# What you need to do
Pull each line with the string "time" from the entries.

# Collected data
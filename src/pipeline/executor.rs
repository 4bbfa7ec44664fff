// SPDX-License-Identifier: MIT OR Apache-2.0
// Copyright (c) 2025 pipeflow contributors

//! Pipeline executor
//!
//! Runs a resolved call list in order. A failure whose kind the pipe allows
//! is logged and skipped over; any other failure stops the run.

use std::time::{Duration, Instant};

use colored::Colorize;
use tracing::{debug, warn};

use crate::config::Configuration;
use crate::errors::{FailureKind, PipeflowError, PipeflowResult};
use crate::pipeline::registry::Registry;
use crate::pipeline::state::PipeFlag;
use crate::status;
use crate::utils::{create_spinner, failure_line, print_header, skipped_line, success_line, tolerated_line};

/// How a single pipe ended
#[derive(Debug, Clone, PartialEq, Eq)]
pub enum PipeStatus {
    Completed,
    /// Failed with a kind the pipe allows
    Tolerated { kind: FailureKind, message: String },
}

/// Outcome of one pipe in the call list
#[derive(Debug, Clone)]
pub struct PipeOutcome {
    pub name: String,
    pub status: PipeStatus,
    pub duration: Duration,
}

/// What the execute phase did
#[derive(Debug, Clone, Copy, PartialEq, Eq)]
pub enum RunMode {
    /// Pipes were run
    Executed,
    /// Execution plan printed only
    DryRun,
    /// Dependency tree printed only
    ShowTree,
    /// Registered pipe names printed only
    ListPipes,
}

/// Result of executing a pipeline
#[derive(Debug, Clone)]
pub struct PipelineResult {
    pub mode: RunMode,
    /// Outcomes in execution order
    pub outcomes: Vec<PipeOutcome>,
    /// Total execution time
    pub duration: Duration,
}

impl PipelineResult {
    pub(crate) fn report_only(mode: RunMode) -> Self {
        Self {
            mode,
            outcomes: Vec::new(),
            duration: Duration::ZERO,
        }
    }

    /// Pipes whose failure was tolerated
    pub fn tolerated(&self) -> impl Iterator<Item = &PipeOutcome> {
        self.outcomes
            .iter()
            .filter(|o| matches!(o.status, PipeStatus::Tolerated { .. }))
    }
}

/// Sequential pipe runner
pub struct PipelineExecutor;

impl PipelineExecutor {
    /// Run every pipe in `call`, in order
    pub fn execute(
        registry: &mut Registry,
        call: &[String],
        config: &Configuration,
    ) -> PipeflowResult<PipelineResult> {
        let start = Instant::now();
        let mut outcomes = Vec::with_capacity(call.len());

        for name in dropped(registry) {
            println!("{}", skipped_line(name));
        }

        for name in call {
            let Some(pipe) = registry.get_mut(name) else {
                debug!(pipe = %name, "Scheduled pipe is not registered, skipping");
                continue;
            };

            let description = pipe.description();
            status!(pipe = %name, "{}", description);

            let spinner = create_spinner(&description);
            let result = pipe.run(config);
            spinner.finish_and_clear();
            let duration = pipe.elapsed();

            match result {
                Ok(()) => {
                    println!("{}", success_line(name, duration));
                    outcomes.push(PipeOutcome {
                        name: name.clone(),
                        status: PipeStatus::Completed,
                        duration,
                    });
                }
                Err(e) if pipe.allows(&e.kind) => {
                    warn!(pipe = %name, kind = %e.kind, "Tolerated failure: {}", e.message);
                    println!("{}", tolerated_line(name, &format!("({}: {})", e.kind, e.message)));
                    outcomes.push(PipeOutcome {
                        name: name.clone(),
                        status: PipeStatus::Tolerated {
                            kind: e.kind,
                            message: e.message,
                        },
                        duration,
                    });
                }
                Err(e) => {
                    println!("{}", failure_line(name, &e.message));
                    println!();
                    println!(
                        "{}",
                        format!("Pipeline failed after {:.2}s", start.elapsed().as_secs_f64()).red()
                    );
                    return Err(PipeflowError::PipeFailed {
                        pipe: name.clone(),
                        kind: e.kind,
                        message: e.message,
                    });
                }
            }
        }

        let duration = start.elapsed();

        println!();
        println!(
            "{}",
            format!("Pipeline completed successfully in {:.2}s", duration.as_secs_f64()).green()
        );

        Ok(PipelineResult {
            mode: RunMode::Executed,
            outcomes,
            duration,
        })
    }

    /// Print the execution plan
    pub fn print_execution_plan(title: &str, registry: &Registry, call: &[String]) {
        println!();
        print_header(&format!("Pipeline: {}", title));
        println!(
            "Execution plan ({} pipe{}):",
            call.len(),
            if call.len() == 1 { "" } else { "s" }
        );
        println!();

        for (i, name) in call.iter().enumerate() {
            print!("  {}. {}", i + 1, name.bold());

            if let Some(pipe) = registry.get(name) {
                let deps: Vec<&str> = pipe
                    .dependencies()
                    .iter()
                    .map(String::as_str)
                    .filter(|d| call.iter().any(|c| c == d))
                    .collect();
                if !deps.is_empty() {
                    print!(" {}", format!("[depends: {}]", deps.join(", ")).dimmed());
                }
                print!(" {}", pipe.description().dimmed());
            }

            println!();
        }

        println!();
    }
}

/// Scheduled pipes that were replaced or excluded
fn dropped(registry: &Registry) -> Vec<&str> {
    registry
        .iter()
        .filter(|p| p.has(PipeFlag::Primed) || p.has(PipeFlag::Triggered))
        .filter(|p| p.has(PipeFlag::Replaced) || p.has(PipeFlag::Excluded))
        .map(|p| p.name())
        .collect()
}
// SPDX-License-Identifier: MIT OR Apache-2.0
// Copyright (c) 2025 pipeflow contributors

//! Logging setup
//!
//! Pipelines log through `tracing`. Besides the usual levels there is a
//! "status" level for phase and pipe progress; it is an `info` event tagged
//! with `status = true` so subscribers can single it out.

use tracing_subscriber::{layer::SubscriberExt, util::SubscriberInitExt, EnvFilter};

/// Emit a status event (phase and pipe progress)
#[macro_export]
macro_rules! status {
    ($($arg:tt)+) => {
        ::tracing::info!(status = true, $($arg)+)
    };
}

/// Default filter directive for a verbosity count
///
/// Negative values quieten output, positive values add detail.
pub fn level_for(verbosity: i8) -> &'static str {
    match verbosity {
        i8::MIN..=-1 => "warn",
        0 => "info",
        1 => "debug",
        _ => "trace",
    }
}

/// Install the global subscriber. `RUST_LOG` takes precedence when set.
///
/// Calling this more than once is harmless; later calls leave the first
/// subscriber in place.
pub fn init(verbosity: i8) {
    let filter = EnvFilter::try_from_default_env().unwrap_or_else(|_| EnvFilter::new(level_for(verbosity)));

    let _ = tracing_subscriber::registry()
        .with(filter)
        .with(
            tracing_subscriber::fmt::layer()
                .with_target(false)
                .with_writer(std::io::stderr),
        )
        .try_init();
}

#[cfg(test)]
mod tests {
    use super::*;

    #[test]
    fn test_level_for_verbosity() {
        assert_eq!(level_for(-1), "warn");
        assert_eq!(level_for(0), "info");
        assert_eq!(level_for(1), "debug");
        assert_eq!(level_for(3), "trace");
    }

    #[test]
    fn test_init_twice_is_harmless() {
        init(0);
        init(1);
        crate::status!(phase = "test", "Status events compile");
    }
}
// SPDX-License-Identifier: MIT OR Apache-2.0
// Copyright (c) 2025 pipeflow contributors

//! Utility modules
//!
//! Terminal helpers shared by the pipeline reports.

pub mod colors;
pub mod spinner;

pub use colors::*;
pub use spinner::*;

# Exercise response
use std::time::{Duration, Instant};
    /// Total execution time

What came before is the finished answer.